We can distinguish 2 types of fiber, soluble fiber and insoluble fiber.

Soluble fibers

Soluble fiber, as the name implies, dissolves in water. These fibers form a gel-like substance in the intestines, providing several benefits.

1. Blood sugar regulation

Soluble fiber slows the absorption of sugar, which can help stabilize blood sugar levels.

2. Cholesterol lowering

They can lower LDL cholesterol levels by binding bile acids and removing them from the body.

3. Saturation

Soluble fiber contributes to feeling satiated longer, which can help with weight management. 

Foods rich in soluble fiber are chicory, leeks, Jerusalem artichoke, banana, apple, asparagus, onion and garlic. But oats, nuts, seeds and resistant starch in potatoes, plantain and rice also contain soluble fiber. Resistant starch becomes active only when first cooked or heated and then cooled at least once before eating.

Insoluble fiber

Unlike soluble fiber, insoluble fiber does not dissolve in water. They retain their structure during digestion, and this in turn offers other important benefits.

1. Improves bowel movements

Insoluble fiber adds bulk to stools and speeds passage through the digestive system, preventing constipation.

2. Intestinal Health

They can help prevent diverticulitis and other bowel problems.

3. Improves nutrient absorption

Insoluble fiber contributes to a healthy gut environment, which promotes nutrient absorption. For example, fiber is necessary for optimal absorption of minerals.

Foods rich in insoluble fiber are whole grain products, seeds, nuts, carrots and dark leafy vegetables. But also consider parsnips, pumpkins and various tubers. 

So eating high in fiber is important for healthy digestion, and preferably choose a variety of soluble- and insoluble fiber. The recommendation for healthy adults is to get 30 to 40 grams of fiber daily, but some people get less than 10 grams a day. Primal man, where no Western diseases existed, ate 150 grams of fiber a day, from vegetables, stems, bulbs and tubers!

Fiber

Eating high-fiber foods, which foods do you choose?
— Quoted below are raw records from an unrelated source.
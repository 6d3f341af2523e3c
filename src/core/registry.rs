//! Reference-system services used while decoding and encoding geocodings.
//!
//! WKT parsing, datum tables and projection-parameter schemas are looked up
//! through a [`ReferenceSystemRegistry`] passed in explicitly, so tests can
//! substitute their own tables.

use serde::{Deserialize, Serialize};

#[derive(Debug, Clone, PartialEq, Serialize, Deserialize)]
pub struct Ellipsoid {
    pub name: String,
    pub semi_major: f64,
    pub semi_minor: f64,
}

#[derive(Debug, Clone, PartialEq, Serialize, Deserialize)]
pub struct Datum {
    pub name: String,
    pub ellipsoid: Ellipsoid,
}

impl Datum {
    pub fn new(name: &str, ellipsoid_name: &str, semi_major: f64, semi_minor: f64) -> Self {
        Self {
            name: name.to_string(),
            ellipsoid: Ellipsoid {
                name: ellipsoid_name.to_string(),
                semi_major,
                semi_minor,
            },
        }
    }

    pub fn wgs84() -> Self {
        Self::new("WGS84", "WGS_84", 6378137.0, 6356752.3142451793)
    }

    /// Same name (case-insensitive) and axes within a millimetre
    pub fn is_equivalent(&self, other: &Datum) -> bool {
        self.name.eq_ignore_ascii_case(&other.name)
            && approx::abs_diff_eq!(self.ellipsoid.semi_major, other.ellipsoid.semi_major, epsilon = 1e-3)
            && approx::abs_diff_eq!(self.ellipsoid.semi_minor, other.ellipsoid.semi_minor, epsilon = 1e-3)
    }
}

impl Default for Datum {
    fn default() -> Self {
        Self::wgs84()
    }
}

/// Lookup services for coordinate reference systems
pub trait ReferenceSystemRegistry: Send + Sync {
    /// Validate a WKT description, returning its normalised text
    fn parse_wkt(&self, wkt: &str) -> Option<String>;

    /// Whether a normalised WKT describes a geographic (lat/lon) system
    fn is_geographic(&self, wkt: &str) -> bool {
        let upper = wkt.trim_start().to_ascii_uppercase();
        upper.starts_with("GEOGCS") || upper.starts_with("GEOGCRS") || upper.starts_with("GEODCRS")
    }

    fn datum(&self, name: &str) -> Option<Datum>;

    /// Parameter names of a projection method, in index order
    fn projection_parameters(&self, method: &str) -> Option<Vec<String>>;
}

/// Built-in registry with a small datum table and common projection schemas
#[derive(Debug, Clone, Default)]
pub struct DefaultRegistry;

const WKT_KEYWORDS: &[&str] = &[
    "GEOGCS", "PROJCS", "GEOCCS", "COMPD_CS", "LOCAL_CS", "VERT_CS", "GEOGCRS", "GEODCRS",
    "PROJCRS", "COMPOUNDCRS", "ENGCRS", "VERTCRS",
];

impl ReferenceSystemRegistry for DefaultRegistry {
    fn parse_wkt(&self, wkt: &str) -> Option<String> {
        let normalised = wkt.split_whitespace().collect::<Vec<_>>().join(" ");
        let keyword: String = normalised
            .chars()
            .take_while(|c| c.is_ascii_alphanumeric() || *c == '_')
            .collect();
        if !WKT_KEYWORDS.contains(&keyword.to_ascii_uppercase().as_str()) {
            return None;
        }

        let mut depth = 0i32;
        for c in normalised.chars() {
            match c {
                '[' | '(' => depth += 1,
                ']' | ')' => {
                    depth -= 1;
                    if depth < 0 {
                        return None;
                    }
                }
                _ => {}
            }
        }
        if depth != 0 || !normalised.contains('[') && !normalised.contains('(') {
            return None;
        }
        Some(normalised)
    }

    fn datum(&self, name: &str) -> Option<Datum> {
        let key = name.trim().to_ascii_uppercase().replace(['-', ' '], "_");
        match key.as_str() {
            "WGS84" | "WGS_84" | "WORLD_GEODETIC_SYSTEM_1984" => Some(Datum::wgs84()),
            "WGS72" | "WGS_72" => Some(Datum::new("WGS72", "WGS_72", 6378135.0, 6356750.520016094)),
            "ED50" | "EUROPEAN_DATUM_1950" => {
                Some(Datum::new("ED50", "International_1924", 6378388.0, 6356911.9461279465))
            }
            "NAD27" | "NORTH_AMERICAN_DATUM_1927" => {
                Some(Datum::new("NAD27", "Clarke_1866", 6378206.4, 6356583.8))
            }
            "NAD83" | "NORTH_AMERICAN_DATUM_1983" => {
                Some(Datum::new("NAD83", "GRS_1980", 6378137.0, 6356752.314140356))
            }
            _ => None,
        }
    }

    fn projection_parameters(&self, method: &str) -> Option<Vec<String>> {
        let names: &[&str] = match method {
            "Transverse_Mercator" | "UTM_Zone" => &[
                "semi_major",
                "semi_minor",
                "latitude_of_origin",
                "central_meridian",
                "scale_factor",
                "false_easting",
                "false_northing",
            ],
            "Mercator_1SP" => &[
                "semi_major",
                "semi_minor",
                "latitude_of_origin",
                "central_meridian",
                "scale_factor",
                "false_easting",
                "false_northing",
            ],
            "Lambert_Conformal_Conic_2SP" => &[
                "semi_major",
                "semi_minor",
                "latitude_of_origin",
                "central_meridian",
                "standard_parallel_1",
                "standard_parallel_2",
                "false_easting",
                "false_northing",
            ],
            "Stereographic" | "Polar_Stereographic" => &[
                "semi_major",
                "semi_minor",
                "latitude_of_origin",
                "central_meridian",
                "scale_factor",
                "false_easting",
                "false_northing",
            ],
            "Identity" | "Geographic_Lat_Lon" => &[],
            _ => return None,
        };
        Some(names.iter().map(|s| s.to_string()).collect())
    }
}

#[cfg(test)]
mod tests {
    use super::*;

    #[test]
    fn test_wkt_validation() {
        let reg = DefaultRegistry;
        let wkt = "GEOGCS[\"WGS84(DD)\",\n   DATUM[\"WGS84\", SPHEROID[\"WGS84\", 6378137.0, 298.257223563]],\n   UNIT[\"degree\", 0.017453292519943295]]";
        let parsed = reg.parse_wkt(wkt).unwrap();
        assert!(!parsed.contains('\n'));
        assert!(reg.is_geographic(&parsed));

        assert!(reg.parse_wkt("PROJCS[\"UTM\", GEOGCS[\"x\"]").is_none());
        assert!(reg.parse_wkt("not a crs").is_none());
        assert!(reg.parse_wkt("GEOGCS").is_none());
    }

    #[test]
    fn test_datum_table() {
        let reg = DefaultRegistry;
        assert!(reg.datum("wgs-84").unwrap().is_equivalent(&Datum::wgs84()));
        assert_eq!(reg.datum("ED50").unwrap().ellipsoid.semi_major, 6378388.0);
        assert!(reg.datum("Mars_2000").is_none());
    }

    #[test]
    fn test_projection_schema() {
        let reg = DefaultRegistry;
        let params = reg.projection_parameters("Transverse_Mercator").unwrap();
        assert_eq!(params[3], "central_meridian");
        assert!(reg.projection_parameters("Unknown").is_none());
    }
}
//! Binding of raster nodes to their sidecar payload files

use crate::core::product::{Product, SidecarState};
use crate::io::constants::*;
use crate::io::document::{Document, NodeId};
use crate::io::header_parser::{band_index_table, grid_index_table};
use crate::io::raster_io::payload_len;
use crate::types::{Diagnostic, DiagnosticKind, DimapResult, RasterNodeId};
use std::collections::HashMap;
use std::path::{Path, PathBuf};

/// Sidecar paths by raster node, plus the files that could not be used
#[derive(Debug, Clone, Default)]
pub struct BindOutcome {
    pub paths: HashMap<RasterNodeId, PathBuf>,
    pub diagnostics: Vec<Diagnostic>,
}

/// Relative `href` from the header to the payload path on disk
pub fn resolve_href(base_dir: &Path, href: &str) -> PathBuf {
    let normalised = href.trim().replace('\\', "/");
    let path = match normalised.strip_suffix(ENVI_HEADER_EXTENSION) {
        Some(stem) => format!("{}{}", stem, IMAGE_FILE_EXTENSION),
        None => normalised,
    };
    base_dir.join(path)
}

pub struct BandFileBinder;

impl BandFileBinder {
    /// Bind every Data_File and Tie_Point_Grid_File entry to a node of
    /// `product`. Missing, unopenable or short payloads leave the node in
    /// place, flagged unreadable. Fails only on raster dimensions whose
    /// payload size is not representable.
    pub fn bind(product: &mut Product, doc: &Document, base_dir: &Path) -> DimapResult<BindOutcome> {
        let mut outcome = BindOutcome::default();
        let Some(root) = doc.root() else {
            return Ok(outcome);
        };
        let Some(access) = doc.find_child(root, TAG_DATA_ACCESS) else {
            log::debug!("Header has no {} section", TAG_DATA_ACCESS);
            return Ok(outcome);
        };

        let bands = band_index_table(doc, root);
        let grids = grid_index_table(doc, root);

        for file in doc.find_children(access, TAG_DATA_FILE) {
            let node = entry_node(doc, file, TAG_BAND_INDEX, &bands, |i| {
                product.bands().get(i).map(|b| b.name.clone())
            })
            .map(RasterNodeId::Band);
            bind_entry(product, doc, file, TAG_DATA_FILE_PATH, node, base_dir, &mut outcome)?;
        }
        for file in doc.find_children(access, TAG_TIE_POINT_GRID_FILE) {
            let node = entry_node(doc, file, TAG_TIE_POINT_GRID_INDEX, &grids, |i| {
                product.tie_point_grids().get(i).map(|g| g.name.clone())
            })
            .map(RasterNodeId::TiePointGrid);
            bind_entry(product, doc, file, TAG_TIE_POINT_GRID_FILE_PATH, node, base_dir, &mut outcome)?;
        }

        log::info!(
            "Bound {} sidecar file(s) for '{}', {} unavailable",
            outcome.paths.len(),
            product.name,
            outcome.diagnostics.len()
        );
        Ok(outcome)
    }
}

/// Name of the node an entry refers to, through the document index table
/// or, failing that, the node position
fn entry_node<F>(doc: &Document, file: NodeId, index_tag: &str, table: &HashMap<usize, String>, by_position: F) -> Option<String>
where
    F: Fn(usize) -> Option<String>,
{
    let index = doc.child_text(file, index_tag)?.parse::<usize>().ok()?;
    table.get(&index).cloned().or_else(|| by_position(index))
}

fn expected_len(product: &Product, node: &RasterNodeId) -> DimapResult<u64> {
    match node {
        RasterNodeId::Band(name) => product
            .band(name)
            .map_or(Ok(0), |b| payload_len(b.width, b.height, b.data_type)),
        RasterNodeId::TiePointGrid(name) => product
            .tie_point_grid(name)
            .map_or(Ok(0), |g| payload_len(g.grid_width, g.grid_height, g.data_type)),
    }
}

fn bind_entry(
    product: &mut Product,
    doc: &Document,
    file: NodeId,
    path_tag: &str,
    node: Option<RasterNodeId>,
    base_dir: &Path,
    outcome: &mut BindOutcome,
) -> DimapResult<()> {
    let Some(node) = node.filter(|n| product.sidecar_state(n).is_some()) else {
        log::warn!("Skipping <{}> entry for an unknown raster node", doc.name(file));
        return Ok(());
    };
    let Some(href) = doc
        .find_child(file, path_tag)
        .and_then(|p| doc.attribute(p, ATTRIB_HREF))
    else {
        log::warn!("No {} href for {}", path_tag, node);
        return Ok(());
    };

    let path = resolve_href(base_dir, href);
    let expected = expected_len(product, &node)?;
    let problem = match std::fs::metadata(&path) {
        Ok(meta) if !meta.is_file() => Some(format!("{} is not a regular file", path.display())),
        Ok(meta) if meta.len() < expected => Some(format!(
            "{} holds {} bytes, {} expected",
            path.display(),
            meta.len(),
            expected
        )),
        Ok(_) => std::fs::File::open(&path)
            .err()
            .map(|e| format!("{} cannot be opened: {}", path.display(), e)),
        Err(e) => Some(format!("{}: {}", path.display(), e)),
    };

    match problem {
        None => {
            log::debug!("Bound {} to {}", node, path.display());
            product.set_sidecar_state(&node, SidecarState::Bound(path.clone()));
        }
        Some(message) => {
            outcome.diagnostics.push(Diagnostic::new(
                DiagnosticKind::DataUnavailable,
                format!("sidecar of {} unusable: {}", node, message),
            ));
            product.set_sidecar_state(&node, SidecarState::Unreadable(path.clone()));
        }
    }
    outcome.paths.insert(node, path);
    Ok(())
}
Varied diets, packed with the foods listed below, help you get enough fiber.

Fruits and Vegetables

Leafy vegetables, berries, apples and pears are rich in fiber and also contain important nutrients.

Whole Grains

Choose whole grain bread, rice, pasta and quinoa to increase your fiber intake.

Nuts and Seeds

Almonds, chia seeds and flaxseeds are excellent sources of fiber and healthy fats.

Legumes

Beans, lentils and chickpeas are nutritious fiber bombs.

10 foods high in fiber

We list our favorite high-fiber foods for you! 

  1. Chia seed
  2. Flaxseed
  3. Plums
  4. Lentils
  5. Barley
  6. Spelt
  7. Oats
  8. Figs
  9. Almonds
  10. Sprouts

Conclusion

Fiber is the foundation for a healthy and well-functioning body. By consciously choosing high-fiber foods, you lay the foundation for healthy digestion, weight management and general well-being. 

Furthermore, remember to drink plenty of water, preferably outside of meals, as fiber works best when combined with adequate hydration. Make fiber an important part of your daily diet and experience the positive impact on your health!